# Sick pigeon with canker?



## Lu's loft (Apr 16, 2013)

I have a sick bird that has an Adams apple looking throat, not eating, is ruffling his feathers and has diarrhea. I'm not seeing any yellow in his throat at this time but I had 2 birds with the same symptoms about a month and a half ago only they did have the yellow in their throats. One died and the other one is doing fine now. Does this sound like canker? And has anyone tried the tricoli stop as treatment to canker?


----------



## Skyeking (Jan 17, 2003)

*You don't necessarily have to see canker in the throat for them to have it. Yes, those are definite symptoms of canker. 

Did you isolate the birds with symptoms? You need to do so as it is passed on to other birds via drinking water.

Also, make sure you follow directions and treat for the recommended time on medicine, sometimes you have to treat even longer depending on how long it was going on before you start treatment. Always best to rotate medicine, and not use the same one.

I have always used either the spartrix and metronidozole. Here is a list of products: http://www.siegelpigeons.com/catalog-canker.html

Tricoli stop is more of a preventative and not a drug, you need the heavy duty medication to get rid of the knot in its throat and wipe it out as quickly as possible.

*


----------



## Jay3 (May 4, 2008)

I normally use Metronidazole and have very good results, but it is good, as Sky mentioned to rotate. You can often get Fishzole from pet stores that sell fish. Just make sure that it contains only Metro. The med you mentioned, I don't trust, as it has different things to treat other illness.
It is also advertised as having natural ingredients, rather than drugs. I wouldn't have much faith in it. Also that it can cure canker in 3 hrs, or something crazy like that. I would get Metronidazole or similar.


----------



## Lu's loft (Apr 16, 2013)

Thank you for the advise! I did seperate him at the first sign of illness. I did give the tricoli stop this morning and after about 2 hours he started pecking at his food. I will know more once I get home as to how he is doing. I will get an antibiotic though to do a more thorough treatment. Can I get any medications from a pet or farm store or do I have to order it? Thank you!!


----------



## Jay3 (May 4, 2008)

Lu's loft said:


> Thank you for the advise! I did seperate him at the first sign of illness. I did give the tricoli stop this morning and after about 2 hours he started pecking at his food. I will know more once I get home as to how he is doing*. I will get an antibiotic though to do a more thorough treatment. Can I get any medications from a pet or farm store or do I have to order it? *Thank you!!


Read my last post.


----------



## Lu's loft (Apr 16, 2013)

I checked on him when I got home and he seems to be feeling much better. He has eaten some, he's no longer ruffling his feathers and he seems perkier. I do still plan to treat him with an antibiotic though because of the lump in his throat. So hopefully he is on the path to recovery. Does using the cider vinegar in their water help as a preventative measure for canker?


----------



## Jay3 (May 4, 2008)

He needs a canker med for the throat lump. Metronidazole is a good one. For at least 10 days, and it may take 14.


----------



## Jass SamOplay (May 29, 2012)

Hi Lu,


Lu's loft said:


> I will get an antibiotic though to do a more thorough treatment.

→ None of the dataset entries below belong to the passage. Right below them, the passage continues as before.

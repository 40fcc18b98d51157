//! tierkv probe - Show tier availability

use clap::Args;

use crate::app::AppContext;
use crate::cli::output::{self, HumanLayout};
use crate::error::Result;

#[derive(Args, Debug)]
pub struct ProbeArgs {}

pub fn run(ctx: &AppContext, _args: &ProbeArgs) -> Result<()> {
    let report = ctx.engine.probe_report();
    output::emit(ctx.robot_mode, report, |report| {
        let mut layout = HumanLayout::new();
        layout.title("Storage tiers");
        layout.kv("selected", report.selected.as_str());
        layout.kv("data dir", &ctx.data_dir.display().to_string());
        layout.blank();
        for probe in &report.results {
            let text = match &probe.detail {
                Some(detail) => format!("{} ({detail})", probe.tier),
                None => probe.tier.to_string(),
            };
            layout.status(probe.available, &text);
        }
        layout
    })
}
//! tierkv get/set/remove/clear - Single-tier access without reconciliation

use clap::Args;
use serde::Serialize;
use serde_json::Value;

use super::{parse_value, render_value};
use crate::app::AppContext;
use crate::backend::TierId;
use crate::cli::output::{self, HumanLayout};
use crate::error::{Result, StoreError};

#[derive(Args, Debug)]
pub struct GetArgs {
    /// Exact storage key (no prefix is added)
    pub key: String,

    /// Value printed when the key is absent (JSON or plain text)
    #[arg(long)]
    pub default: Option<String>,
}

#[derive(Args, Debug)]
pub struct SetArgs {
    /// Exact storage key (no prefix is added)
    pub key: String,

    /// Value to store (JSON or plain text)
    pub value: String,
}

#[derive(Args, Debug)]
pub struct RemoveArgs {
    /// Exact storage key (no prefix is added)
    pub key: String,
}

#[derive(Args, Debug)]
pub struct ClearArgs {
    /// Required: clearing drops every key on the selected tier
    #[arg(long)]
    pub yes: bool,
}

#[derive(Serialize)]
struct KvResult {
    key: String,
    tier: TierId,
    value: Value,
}

#[derive(Serialize)]
struct ClearResult {
    tier: TierId,
    cleared: bool,
}

pub fn run_get(ctx: &AppContext, args: &GetArgs) -> Result<()> {
    let default = args.default.as_deref().map_or(Value::Null, parse_value);
    let result = KvResult {
        key: args.key.clone(),
        tier: ctx.engine.selected_tier(),
        value: ctx.engine.get(&args.key, default),
    };
    output::emit(ctx.robot_mode, &result, |r| {
        let mut layout = HumanLayout::new();
        layout.push_line(render_value(&r.value));
        layout
    })
}

pub fn run_set(ctx: &AppContext, args: &SetArgs) -> Result<()> {
    let value = parse_value(&args.value);
    if !ctx.engine.set(&args.key, &value) {
        return Err(StoreError::WriteFailed {
            key: args.key.clone(),
        });
    }
    let result = KvResult {
        key: args.key.clone(),
        tier: ctx.engine.selected_tier(),
        value,
    };
    output::emit(ctx.robot_mode, &result, |r| {
        let mut layout = HumanLayout::new();
        layout.status(true, &format!("{} stored on {}", r.key, r.tier));
        layout
    })
}

pub fn run_remove(ctx: &AppContext, args: &RemoveArgs) -> Result<()> {
    if !ctx.engine.remove(&args.key) {
        return Err(StoreError::WriteFailed {
            key: args.key.clone(),
        });
    }
    let result = KvResult {
        key: args.key.clone(),
        tier: ctx.engine.selected_tier(),
        value: Value::Null,
    };
    output::emit(ctx.robot_mode, &result, |r| {
        let mut layout = HumanLayout::new();
        layout.status(true, &format!("{} removed from {}", r.key, r.tier));
        layout
    })
}

pub fn run_clear(ctx: &AppContext, args: &ClearArgs) -> Result<()> {
    if !args.yes {
        return Err(StoreError::Config(
            "refusing to clear without --yes".to_string(),
        ));
    }
    let result = ClearResult {
        tier: ctx.engine.selected_tier(),
        cleared: ctx.engine.clear(),
    };
    output::emit(ctx.robot_mode, &result, |r| {
        let mut layout = HumanLayout::new();
        if r.cleared {
            layout.status(true, &format!("{} cleared", r.tier));
        } else {
            layout.status(false, &format!("{} has no bulk clear; nothing removed", r.tier));
        }
        layout
    })
}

Canker is caused by protozoan so antibiotic won't cure it. U need to put Jay's and Skyeking's advice into practice. Spartrix and metronidazole pills work great for individual treatment. More u delay, more the triches mutiply. Get the meds and start the course as soon as u can


----------



## Lu's loft (Apr 16, 2013)

Thanks for the advise. When I say antibiotic I do mean metronidazole (it is an intestinal antibiotic). So what causes the lump in the throat?


----------



## Jay3 (May 4, 2008)

Lu's loft said:


> Thanks for the advise. When I say antibiotic I do mean metronidazole (it is an intestinal antibiotic).* So what causes the lump in the throat?*


*
*


The canker build up. And it can get so bad that they cannot eat or breath.


----------



## Lu's loft (Apr 16, 2013)

So at this point I'm debating whether or not to even get the Metronidazole. I gave the Tricoli-stop yesterday morning and yes within 3 hours he was perkier, no longer ruffled and he was eating. Today he seems even better, the lump in his throat is smaller and his stools aren't normal but they are more formed today. Do i wait and see or get it and dose him anyways?


----------



## Jay3 (May 4, 2008)

If you think the med you have will work, then use it. But you will have to use it till the canker is gone. I would be interested in seeing if it works. You cannot stop treatment till there is a cure. Please keep us updated.


----------



## Jass SamOplay (May 29, 2012)

The purpose of spartrix/metronidazole/tricoli stop or whatever is to cure canker. If it works with ur pigeons then its alright. But a specific drug has its own advantages,choice is urs.


Lu's loft said:


> So what causes the lump in the throat?


Only 10% of canker is visible,rest of 90% is inside. Trichomoniasis gallinae are flagellates. They feed on blood cells,tissues and bacteria. So they tend to find a place where they can find a softer tissues in the body. They can't survive in the open air(thankfully) so they can't accumulate and multiply outside the host's body. So they attack respiratory,gastro intestinal or liver of pigeons to find themselves a favourable spot full of soft tissue. Like I said they also eat bacteria which accumulates in the throat,crop and intestines so they tend to stick in the throat,crop/respiratory and gastro intestinal track which are favorite soft tissue spots to have blood cells,bacteria and tissue. So when they build up in huge quantities,u see a lesion or lump.


----------



## Skyeking (Jan 17, 2003)

Lu's loft said:


> So at this point I'm debating whether or not to even get the Metronidazole. I gave the Tricoli-stop yesterday morning and yes within 3 hours he was perkier, no longer ruffled and he was eating. Today he seems even better, the lump in his throat is smaller and his stools aren't normal but they are more formed today. Do i wait and see or get it and dose him anyways?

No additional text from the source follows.